> **Problem statement**:
In the entries below, find every line holding the string "Triangle" and collect it.

Dataset items:
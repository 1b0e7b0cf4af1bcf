// File: crates/ticktick-core/src/downsample.rs
// Summary: Largest-Triangle-Three-Buckets downsampling for long price histories.

/// Largest-Triangle-Three-Buckets downsampling for XY series.
/// Returns up to `threshold` points preserving overall shape; first and last points are kept.
pub fn lttb(points: &[(f64, f64)], threshold: usize) -> Vec<(f64, f64)> {
    let n = points.len();
    if threshold == 0 || n == 0 { return Vec::new(); }
    if threshold >= n || n <= 2 { return points.to_vec(); }
    if threshold < 3 { return vec![points[0], points[n - 1]][..threshold].to_vec(); }

    let bucket_size = (n - 2) as f64 / (threshold - 2) as f64;
    let bucket_bounds = |i: usize| -> (usize, usize) {
        let start = (1.0 + i as f64 * bucket_size).floor() as usize;
        let end = ((1.0 + (i + 1) as f64 * bucket_size).floor() as usize).min(n - 1);
        (start, end.max(start + 1))
    };

    let mut sampled = Vec::with_capacity(threshold);
    sampled.push(points[0]);
    let mut a = 0usize; // index of the point selected from the previous bucket

    for i in 0..(threshold - 2) {
        let (start, end) = bucket_bounds(i);

        // Average of the next bucket; the last bucket looks at the final point.
        let (avg_x, avg_y) = if i + 1 < threshold - 2 {
            let (ns, ne) = bucket_bounds(i + 1);
            let m = &points[ns..ne];
            let k = m.len() as f64;
            (m.iter().map(|p| p.0).sum::<f64>() / k, m.iter().map(|p| p.1).sum::<f64>() / k)
        } else {
            points[n - 1]
        };

        let (a_x, a_y) = points[a];
        let mut max_area = -1.0f64;
        let mut max_idx = start;
        for (k, &(x, y)) in points.iter().enumerate().take(end).skip(start) {
            let area = ((a_x - x) * (avg_y - a_y) - (a_x - avg_x) * (y - a_y)).abs();
            if area > max_area {
                max_area = area;
                max_idx = k;
            }
        }
        sampled.push(points[max_idx]);
        a = max_idx;
    }

    sampled.push(points[n - 1]);
    sampled
}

> **Response area**:
// Summary: Largest-Triangle-Three-Buckets downsampling for long price histories.
/// Largest-Triangle-Three-Buckets downsampling for XY series.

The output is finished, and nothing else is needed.